Pharmaceutical companies tailor drugs to CONCEAL side effects.
This means that part of YOU will be suppressed out of view, will
seem no longer to exist -- guilts, anxieties, concern about what
others think or feel, hates, fears, conscience. But you will appear
normal, be able to hold a job, be with family and friends -- and
yet more and more of you is MISSING. It is you, after all, who'd
like a better job or a better relationship with wife and children
or bigger, better games to play, faded dreams rekindled, a reason
to live, an ability to enjoy the first morning light. Unable to
have these things, you are depressed. You take Prozac, and you feel
less depressed (perhaps), but you don't handle the causes of the
depression. At any rate, there's no evidence that people on Prozac
have more loving relationships or greater appreciation for morning
light -- though such things are implied by the drug ads. But there's
no scientific evidence for it.
It may be that, if a person is depressed by one thing in life (say,
a boss who puts him down) and that depression makes him a burden
to his family, then if the Prozac makes him not give a damn what
the boss thinks, he seems more cheerful and tolerable to his family
-- but loses the job. There are all sorts of variables here. But
the basic situation is that you take a person who has difficulties
in living, you suppress the difficulties out of view without in
any way handling them, and you do this in such a way as to make
it appear that nothing has happened.
Some people hate the drug, but others say, "Oh, you should
try this. It's wonderful" -- which always reminds me of the
pod people in Invasion of the Body Snatchers. (Forgive me, I'm stigmatizing!)

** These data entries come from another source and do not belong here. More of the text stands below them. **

//! src/model/favorites.rs
//! ============================================================================
//! # FavoritesStore: persisted set of liked cocktails
//!
//! Hydrated once at startup, mutated only through [`FavoritesStore::toggle`],
//! and written back in full after every mutation. The persisted form is a JSON
//! array of identifiers. Reads that fail for any reason produce an empty set;
//! writes are best-effort.

use std::{
    cell::RefCell,
    fs, io,
    path::PathBuf,
    rc::Rc,
};

use indexmap::IndexSet;
use tracing::{debug, info, warn};

use crate::{error::AppError, model::catalog::ItemId};

/// Durable backing for the favorites list.
pub trait FavoritesStorage {
    /// Returns the raw persisted value, or `None` when nothing was stored yet.
    fn read(&self) -> Result<Option<String>, AppError>;

    /// Replaces the persisted value.
    fn write(&self, contents: &str) -> Result<(), AppError>;
}

/// JSON file on disk.
#[derive(Debug, Clone)]
pub struct FileStorage {
    path: PathBuf,
}

impl FileStorage {
    pub fn new(path: impl Into<PathBuf>) -> Self {
        Self { path: path.into() }
    }
}

impl FavoritesStorage for FileStorage {
    fn read(&self) -> Result<Option<String>, AppError> {
        match fs::read_to_string(&self.path) {
            Ok(text) => Ok(Some(text)),
            Err(e) if e.kind() == io::ErrorKind::NotFound => Ok(None),
            Err(e) => Err(AppError::storage(&self.path, e)),
        }
    }

    fn write(&self, contents: &str) -> Result<(), AppError> {
        if let Some(parent) = self.path.parent() {
            fs::create_dir_all(parent).map_err(|e| AppError::storage(parent, e))?;
        }

        // The target file is either the old list or the new one, never partial.
        let tmp = self.path.with_extension("json.tmp");
        fs::write(&tmp, contents).map_err(|e| AppError::storage(&tmp, e))?;
        fs::rename(&tmp, &self.path).map_err(|e| AppError::storage(&self.path, e))
    }
}

/// In-process storage; clones share the same slot.
#[derive(Debug, Clone, Default)]
pub struct MemoryStorage {
    slot: Rc<RefCell<Option<String>>>,
}

impl MemoryStorage {
    pub fn new() -> Self {
        Self::default()
    }

    pub fn with_contents(contents: impl Into<String>) -> Self {
        Self {
            slot: Rc::new(RefCell::new(Some(contents.into()))),
        }
    }

    pub fn contents(&self) -> Option<String> {
        self.slot.borrow().clone()
    }
}

impl FavoritesStorage for MemoryStorage {
    fn read(&self) -> Result<Option<String>, AppError> {
        Ok(self.contents())
    }

    fn write(&self, contents: &str) -> Result<(), AppError> {
        *self.slot.borrow_mut() = Some(contents.to_string());
        Ok(())
    }
}

pub struct FavoritesStore {
    ids: IndexSet<ItemId>,
    storage: Box<dyn FavoritesStorage>,
}

impl FavoritesStore {
    /// Loads the persisted set. Absent or malformed data yields an empty set.
    pub fn hydrate(storage: Box<dyn FavoritesStorage>) -> Self {
        let ids = match storage.read() {
            Ok(Some(raw)) => match serde_json::from_str::<Vec<ItemId>>(&raw) {
                Ok(list) => list.into_iter().collect(),
                Err(e) => {
                    warn!("Ignoring malformed favorites data: {}", e);
                    IndexSet::new()
                }
            },
            Ok(None) => {
                debug!("No persisted favorites, starting empty");
                IndexSet::new()
            }
            Err(e) => {
                warn!("Failed to read favorites, starting empty: {}", e);
                IndexSet::new()
            }
        };

        info!("Hydrated {} favorites", ids.len());
        Self { ids, storage }
    }

    /// Flips membership of `id` and persists the whole set.
    ///
    /// Returns the new membership.
    pub fn toggle(&mut self, id: ItemId) -> bool {
        let now_favorite = if self.ids.shift_remove(&id) {
            false
        } else {
            self.ids.insert(id);
            true
        };

        debug!(id, now_favorite, "Toggled favorite");
        self.persist();
        now_favorite
    }

    pub fn is_favorite(&self, id: ItemId) -> bool {
        self.ids.contains(&id)
    }

    pub fn len(&self) -> usize {
        self.ids.len()
    }

    pub fn is_empty(&self) -> bool {
        self.ids.is_empty()
    }

    pub fn ids(&self) -> impl Iterator<Item = ItemId> + '_ {
        self.ids.iter().copied()
    }

    fn persist(&self) {
        let list: Vec<ItemId> = self.ids().collect();

        let result = serde_json::to_string(&list)
            .map_err(AppError::from)
            .and_then(|json| self.storage.write(&json));

        if let Err(e) = result {
            warn!("Failed to persist favorites: {}", e);
        }
    }
}

impl std::fmt::Debug for FavoritesStore {
    fn fmt(&self, f: &mut std::fmt::Formatter<'_>) -> std::fmt::Result {
        f.debug_struct("FavoritesStore")
            .field("ids", &self.ids)
            .finish_non_exhaustive()
    }
}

But the "body snatcher" allusion may be relevant. The
logic, the direction of drug design is dangerous. It may be a movement
toward the creation of textbook psychopaths: Emotional vacuums who
appear normal and actually work at imitating normal reactions to
things. Current drugs are far from perfect in this respect (since
they have visible bad side effects), but the ideal drug (what psycho-pharmacy
is currently aiming at) would produce a cheerful psychopathic personality,
someone skilled at acting normal, but no one is there. Not every
psychopath is Ted Bundy or Hitler, but all, however subtly, are
at war with those around them, hidden from themselves and others,
a continual vacuum of humanity among us, black holes in disguise.

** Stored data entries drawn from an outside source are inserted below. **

//! src/view/components/detail_view.rs
//!
//! Full record of one cocktail. The favorite flag is read live from the
//! store, so toggling it here updates the heart immediately.

use chrono::DateTime;
use ratatui::{
    prelude::*,
    widgets::{Block, Borders, Paragraph, Wrap},
};

use crate::{
    model::catalog::CatalogItem,
    view::{icons, theme},
};

pub struct DetailView;

impl DetailView {
    pub fn new() -> Self {
        Self
    }

    pub fn render(&self, frame: &mut Frame<'_>, item: &CatalogItem, liked: bool, area: Rect) {
        let label = Style::default().fg(theme::CYAN).bold();
        let value = Style::default().fg(theme::FOREGROUND);

        let field = |name: &'static str, text: String| {
            Line::from(vec![
                Span::styled(format!("{name:<12}"), label),
                Span::styled(text, value),
            ])
        };

        let mut lines = vec![
            Line::from(vec![
                Span::styled(format!("{} ", icons::heart(liked)), theme::favorite_style(liked)),
                Span::styled(item.name.clone(), theme::title_style()),
            ]),
            Line::from(""),
            field("Category", or_dash(&item.category)),
            field("Glass", or_dash(&item.glass)),
            Line::from(vec![
                Span::styled(format!("{:<12}", "Alcoholic"), label),
                Span::styled(
                    if item.alcoholic { "Yes" } else { "No" },
                    theme::alcoholic_badge_style(item.alcoholic),
                ),
            ]),
            field("Image", or_dash(&item.image_url)),
        ];

        if let Some(created) = item.created_at.as_deref() {
            lines.push(field("Added", format_timestamp(created)));
        }
        if let Some(updated) = item.updated_at.as_deref() {
            lines.push(field("Updated", format_timestamp(updated)));
        }

        lines.push(Line::from(""));
        lines.push(Line::from(Span::styled("Instructions", label)));
        lines.push(Line::from(Span::styled(or_dash(&item.instructions), value)));

        let block = Block::default()
            .borders(Borders::ALL)
            .title(format!(" {} {} ", icons::COCKTAIL, item.name))
            .title_style(theme::title_style())
            .border_style(theme::border_style(true))
            .style(Style::default().bg(theme::BACKGROUND));

        let paragraph = Paragraph::new(Text::from(lines))
            .block(block)
            .wrap(Wrap { trim: true });

        frame.render_widget(paragraph, area);
    }
}

impl Default for DetailView {
    fn default() -> Self {
        Self::new()
    }
}

fn or_dash(text: &str) -> String {
    if text.trim().is_empty() {
        "-".to_string()
    } else {
        text.to_string()
    }
}

/// RFC 3339 timestamps are shown as local-style dates; anything else verbatim.
pub fn format_timestamp(raw: &str) -> String {
    DateTime::parse_from_rfc3339(raw)
        .map(|dt| dt.format("%d/%m/%Y %H:%M").to_string())
        .unwrap_or_else(|_| raw.to_string())
}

This point is more speculative than what has gone before. When
I say that ADHD as a mental disorder with the same reality as any
medical illness is non-existent, I'm stating a plain fact. When
I describe the rationale and science (or lack thereof) in the pharmaceutical
approach to mental illness, I'm stating something you can easily
verify for yourself from psychiatric and pharmaceutical literature.

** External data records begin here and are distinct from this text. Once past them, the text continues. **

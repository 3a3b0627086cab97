pub mod error;

pub mod config;

pub mod catalog {
    pub mod source;
    pub use source::{CatalogSource, HttpCatalogSource};

    pub mod loader;
    pub use loader::PaginationLoader;
}

pub mod controller {

    pub mod actions;
    pub use actions::Action;

    pub mod action_dispatcher;
    pub use action_dispatcher::{ActionDispatcher, DispatcherStats};

    pub mod event_loop;
    pub use event_loop::{EventLoop, MetricsSnap, TaskResult};

    pub mod keymap;
    pub use keymap::{KeyContext, KeyMap};

    pub mod sentinel;
}

pub mod model {
    pub mod app_state;

    pub mod catalog;
    pub use catalog::{CatalogItem, CatalogPage, ItemId, PageMeta};

    pub mod favorites;
    pub use favorites::{FavoritesStorage, FavoritesStore, FileStorage, MemoryStorage};

    pub mod navigation;
    pub use navigation::Screen;

    pub mod pagination;
    pub use pagination::{PageDenied, PaginationCursor};

    pub mod view_filter;
    pub use view_filter::{ViewFilter, derive_view};

    pub mod ui_state;
    pub use ui_state::{UIMode, UIOverlay, UIState};
}

pub mod view {
    pub mod icons;

    pub mod theme;

    pub mod ui;

    pub mod components {
        pub mod cocktail_table;
        pub use cocktail_table::CocktailTable;
        pub mod detail_view;
        pub use detail_view::DetailView;
        pub mod filter_bar;
        pub use filter_bar::FilterBar;
        pub mod help_overlay;
        pub use help_overlay::HelpOverlay;
        pub mod search_bar;
        pub use search_bar::SearchBar;
        pub mod status_bar;
        pub use status_bar::StatusBar;
    }
}

pub mod logging;
pub use logging::Logger;

pub use error::AppError;

pub use model::{app_state::AppState, ui_state::UIState};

The point I'm making now (about the creation of psychopaths) is
not as obvious, nor as certain, but I think it needs to be made:
We need to know what we may well be getting into:
If psychiatrists continue to define as mental disorders all the
qualities that make us human, and pharmaceutical companies continue
to develop drugs to suppress out of view all of these qualities,
while leaving us looking normal, that's where I think we're heading.
When you suppress symptoms out of view without in any way handling
their causes, you are bound to create bad side effects (really just
bad effects -- for they are the MAIN effects of the drugs), and
the more you suppress side effects of side effects of side effects,
the worse -- and at the same time more subtle and hard to detect
-- the side effects become. This sounds mathematically pleasing,
but is hard to prove.
However, it is plausible. We've all had some experience of this,
I think. It's certainly obvious in the case of the guy who drinks
to feel better. And we can think of thousands of other examples.
If you'll grant me that one point -- that it is highly likely (if
not certain) that you cannot suppress these symptoms out of view,
not dealing at all with their human causes, without creating negative
effects, then the rest of the argument follows: The current psycho-pharmaceutical
solution produces fewer and fewer clearly visible and provable effects
while suppressing more and more out of view, so must be moving people
in the direction of psychopath -- all normal on the surface, a great
deal missing within. This sounds wild and implausible at first,
but really it follows logically if you grant the more plausible
point above. It's like hollowing out an Easter egg by making small
puncture holes at top and bottom and blowing or sucking out the
white and yolk -- leaving an apparently intact eggshell.
Certainly if this were occurring, we wouldn't expect most psychiatrists
to notice. These are the same people (or their students) who for
decades insisted that lobotomy was helping people.
And, again, the number of people on psychotropic (mind-changing
psychiatric) medications who look cheerful and normal right up the
point where they go on a shooting spree has to cast doubt on the
cheerful normality of the others -- not that we should expect them
to do anything awful, but that we should be skeptical of the idea
that the absence of obvious bad effects indicates no bad effects.
This is a tricky argument: It seems to put the pharmaceutical proponents
in a no-win position: The "better" their drugs work (fewer
obvious side effects), the more dangerous they are. That point might
be valid in the absence of all the other arguments I've made. But
when you begin with fraudulent conditions, cures that worsen the
symptoms (if one goes off the drugs), the known bad side effects
(and for all its subtlety, Prozac has had more bad side effects
reported than any drug before it) and the illogical pseudo-scientific
elements pointed out earlier, my argument gains a few points.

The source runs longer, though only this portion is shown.